### [About this exercise]
I would like every line of the records below that contains the word "InvalidSession" copied.

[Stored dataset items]

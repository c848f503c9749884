//! backend/session.rs
//! A codec session: one native handle plus a validity flag.
//!
//! The handle lives in a shared slot so the cleanup registry can release it
//! without owning the session. Emptying the slot drops the handle, which is
//! what frees the native resource, so it can only ever happen once.
use std::sync::{Arc, Mutex, MutexGuard, PoisonError};

use log::{debug, trace};

use crate::types::{Result, ZipperError};

/// Releases a native resource if it is still held.
pub trait Teardown: Send + Sync {
    /// Returns whether anything was released.
    fn teardown(&self) -> bool;
}

pub struct NativeSlot<H> {
    label: &'static str,
    handle: Mutex<Option<H>>,
}

impl<H> NativeSlot<H> {
    fn lock(&self) -> MutexGuard<'_, Option<H>> {
        self.handle.lock().unwrap_or_else(PoisonError::into_inner)
    }

    pub fn is_held(&self) -> bool {
        self.lock().is_some()
    }
}

impl<H: Send> Teardown for NativeSlot<H> {
    fn teardown(&self) -> bool {
        let taken = self.lock().take();
        match taken {
            Some(handle) => {
                drop(handle);
                debug!("[TEARDOWN] {} handle released", self.label);
                true
            }
            None => {
                trace!("[TEARDOWN] {} already released", self.label);
                false
            }
        }
    }
}

pub struct Session<H> {
    slot: Arc<NativeSlot<H>>,
    valid: bool,
}

impl<H: Send + 'static> Session<H> {
    pub fn open(label: &'static str, handle: H) -> Self {
        Self {
            slot: Arc::new(NativeSlot { label, handle: Mutex::new(Some(handle)) }),
            valid: true,
        }
    }

    pub fn is_valid(&self) -> bool {
        self.valid
    }

    pub fn ensure_valid(&self) -> Result<()> {
        if self.valid {
            Ok(())
        } else {
            Err(ZipperError::InvalidSession)
        }
    }

    /// Run `f` against the live handle.
    pub fn with_handle<R>(&self, f: impl FnOnce(&mut H) -> Result<R>) -> Result<R> {
        self.ensure_valid()?;
        let mut guard = self.slot.lock();
        match guard.as_mut() {
            Some(handle) => f(handle),
            None => Err(ZipperError::InvalidSession),
        }
    }

    /// Invalidate, then release the handle. A second call is rejected.
    pub fn end(&mut self) -> Result<()> {
        self.ensure_valid()?;
        self.valid = false;
        self.slot.teardown();
        Ok(())
    }

    /// Handle the cleanup registry keeps to release the resource later.
    pub fn teardown_handle(&self) -> Arc<dyn Teardown> {
        self.slot.clone()
    }

    pub fn is_released(&self) -> bool {
        !self.slot.is_held()
    }
}
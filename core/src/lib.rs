//! qat-core
//!
//! Codec session and buffer-marshalling layer over the QAT compression
//! boundary: DEFLATE/LZ4 offload, zstd with accelerated sequence
//! production, and a placeholder dummy codec.

#![forbid(unsafe_code)]

// Shared and top level
pub mod constants;
pub mod types;
pub mod utils;
pub mod config;

// Codec boundary and the layers above it
pub mod native;
pub mod buffer;
pub mod backend;
pub mod cleaner;
pub mod telemetry;

// Facade
pub mod zipper;

// -----------------------------------------------------------------------------
// Prelude (Rust users)
// -----------------------------------------------------------------------------
pub mod prelude {
    pub use crate::buffer::{ByteBuf, DispatchShape};
    pub use crate::config::{Algorithm, CodecConfig, Mode};
    pub use crate::native::Device;
    pub use crate::types::{Result, ZipperError};
    pub use crate::zipper::QatZipper;
}
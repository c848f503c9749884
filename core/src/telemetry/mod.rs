//! telemetry/mod.rs
//! Per-facade call, byte and dispatch-shape counters.

pub mod counters;

pub use counters::*;
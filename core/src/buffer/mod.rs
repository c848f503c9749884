//! buffer/mod.rs
//! Caller-side buffers and the resolver that marshals them onto the
//! native entry points.
pub mod resolver;
pub mod types;

pub use resolver::{check_views, classify, resolve, DispatchShape, Resolved};
pub use types::{Backing, BufferView, ByteBuf};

### [The completed task]
            Err(ZipperError::InvalidSession)
            None => Err(ZipperError::InvalidSession),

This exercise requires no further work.